A 1-year study designed to evaluate safety and tolerability of 240 mg of fexofenadine hydrochloride (n=240) compared to placebo (n=237) in healthy volunteers, did not reveal a statistically significant increase in the mean QTc interval for the fexofenadine hydrochloride treated group when evaluated pretreatment and after 1, 2, 3, 6, 9, and 12 months of treatment.
Administration of the 60 mg fexofenadine hydrochloride/120 mg pseudoephedrine hydrochloride combination tablet for approximately 2 weeks to 213 subjects with seasonal allergic rhinitis demonstrated no statistically significant increase in the mean QTc interval compared to fexofenadine hydrochloride administered alone (60 mg twice daily, n=215), or compared to pseudoephedrine hydrochloride (120 mg twice daily, n=215) administered alone.
Clinical efficacy and safety studies were not conducted with ALLEGRA-D 24 HOUR Extended-Release Tablets. The effectiveness of ALLEGRA-D 24 HOUR for the treatment of seasonal allergic rhinitis is based on an extrapolation of the demonstrated efficacy of ALLEGRA 180 mg and the nasal decongestant properties of pseudoephedrine hydrochloride.
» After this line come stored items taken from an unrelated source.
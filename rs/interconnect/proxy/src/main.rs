use clap::Parser;
use motion_proxy::{Cli, Config, Proxy};
use slog::{info, o, Drain, Logger};
use slog_async::AsyncGuard;

fn get_logger(config: &Config) -> (Logger, AsyncGuard) {
    let decorator = slog_term::TermDecorator::new().stderr().build();
    let drain = slog_term::FullFormat::new(decorator)
        .build()
        .filter_level(config.logger.slog_level())
        .fuse();
    let (drain, guard) = slog_async::Async::new(drain).build_with_guard();
    (Logger::root(drain.fuse(), o!()), guard)
}

pub fn main() {
    let cli = Cli::parse();
    let config = match cli.get_config() {
        Ok(config) => config,
        Err(err) => {
            panic!("An error occurred while getting the config: {}", err);
        }
    };
    let (logger, _async_log_guard) = get_logger(&config);

    info!(
        logger,
        "starting the interconnect proxy with config: {}",
        serde_json::to_string_pretty(&config).unwrap()
    );

    // Every table lives in the one event loop; a single-threaded runtime is
    // all the concurrency this daemon has.
    let rt = tokio::runtime::Builder::new_current_thread()
        .enable_all()
        .build()
        .expect("failed to build the runtime");
    let exit_code = rt.block_on(async {
        let registry = prometheus::Registry::new();
        let (proxy, _handle) =
            Proxy::new(config, Some(cli.config.clone()), logger.clone(), &registry)
                .expect("failed to initialize the proxy");
        proxy.run().await
    });
    std::process::exit(exit_code);
}
//! The failure flag shared with the host system.
//!
//! When the peer listener cannot bind or listen, the rest of the database
//! needs to learn about it without talking to the proxy process. The flag is
//! one 32-bit word in a file-backed shared mapping: the proxy stores into
//! it, any other process mapping the same file reads it. Tests and embedded
//! instances use the process-local variant.

use nix::sys::mman::{mmap, munmap, MapFlags, ProtFlags};
use std::ffi::c_void;
use std::fs::{File, OpenOptions};
use std::io;
use std::os::unix::io::AsRawFd;
use std::path::Path;
use std::sync::atomic::{AtomicU32, Ordering};

const FLAG_LEN: usize = std::mem::size_of::<u32>();

pub struct FailureFlag {
    inner: Inner,
}

enum Inner {
    Local(AtomicU32),
    Shared {
        ptr: *mut c_void,
        // Keeps the backing fd alive for the lifetime of the mapping.
        _file: File,
    },
}

// The shared variant only ever touches the mapping through an AtomicU32.
unsafe impl Send for FailureFlag {}
unsafe impl Sync for FailureFlag {}

impl FailureFlag {
    /// A process-local flag, for tests and embedded instances.
    pub fn local() -> Self {
        Self {
            inner: Inner::Local(AtomicU32::new(0)),
        }
    }

    /// Maps the flag from `path`, creating the file if needed. Other
    /// processes mapping the same path observe stores immediately.
    pub fn open(path: &Path) -> io::Result<Self> {
        let file = OpenOptions::new()
            .read(true)
            .write(true)
            .create(true)
            .open(path)?;
        file.set_len(FLAG_LEN as u64)?;
        // SAFETY: the fd is valid and stays open for the lifetime of the
        // mapping; the mapping is exactly one u32, page aligned by mmap.
        let ptr = unsafe {
            mmap(
                std::ptr::null_mut(),
                FLAG_LEN,
                ProtFlags::PROT_READ | ProtFlags::PROT_WRITE,
                MapFlags::MAP_SHARED,
                file.as_raw_fd(),
                0,
            )
        }
        .map_err(|e| io::Error::new(io::ErrorKind::Other, e))?;
        Ok(Self {
            inner: Inner::Shared { ptr, _file: file },
        })
    }

    fn word(&self) -> &AtomicU32 {
        match &self.inner {
            Inner::Local(word) => word,
            // SAFETY: the mapping outlives `self` and is only accessed as an
            // AtomicU32.
            Inner::Shared { ptr, .. } => unsafe { &*((*ptr) as *const AtomicU32) },
        }
    }

    pub fn set(&self, failed: bool) {
        self.word().store(failed as u32, Ordering::SeqCst);
    }

    pub fn get(&self) -> bool {
        self.word().load(Ordering::SeqCst) != 0
    }
}

impl Drop for FailureFlag {
    fn drop(&mut self) {
        if let Inner::Shared { ptr, .. } = &self.inner {
            // SAFETY: `ptr` came from mmap with FLAG_LEN and is unmapped
            // exactly once.
            let _ = unsafe { munmap(*ptr, FLAG_LEN) };
        }
    }
}

#[cfg(test)]
mod tests {
    use super::*;

    #[test]
    fn local_flag_toggles() {
        let flag = FailureFlag::local();
        assert!(!flag.get());
        flag.set(true);
        assert!(flag.get());
        flag.set(false);
        assert!(!flag.get());
    }

    #[test]
    fn shared_flag_is_visible_through_a_second_mapping() {
        let dir = tempfile::tempdir().unwrap();
        let path = dir.path().join("listener.flag");
        let writer = FailureFlag::open(&path).unwrap();
        let reader = FailureFlag::open(&path).unwrap();
        assert!(!reader.get());
        writer.set(true);
        assert!(reader.get());
        writer.set(false);
        assert!(!reader.get());
    }
}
In one 2-week, multicenter, randomized, double-blind clinical trial in subjects 12 to 65 years of age with seasonal allergic rhinitis (n=863), fexofenadine hydrochloride 180 mg once daily significantly reduced total symptom scores (the sum of the individual scores for sneezing, rhinorrhea, itchy nose/palate/throat, itchy/watery/red eyes) compared to placebo. Although the number of subjects in some of the subgroups was small, there were no significant differences in the effect of fexofenadine hydrochloride across subgroups of subjects defined by gender, age, and race.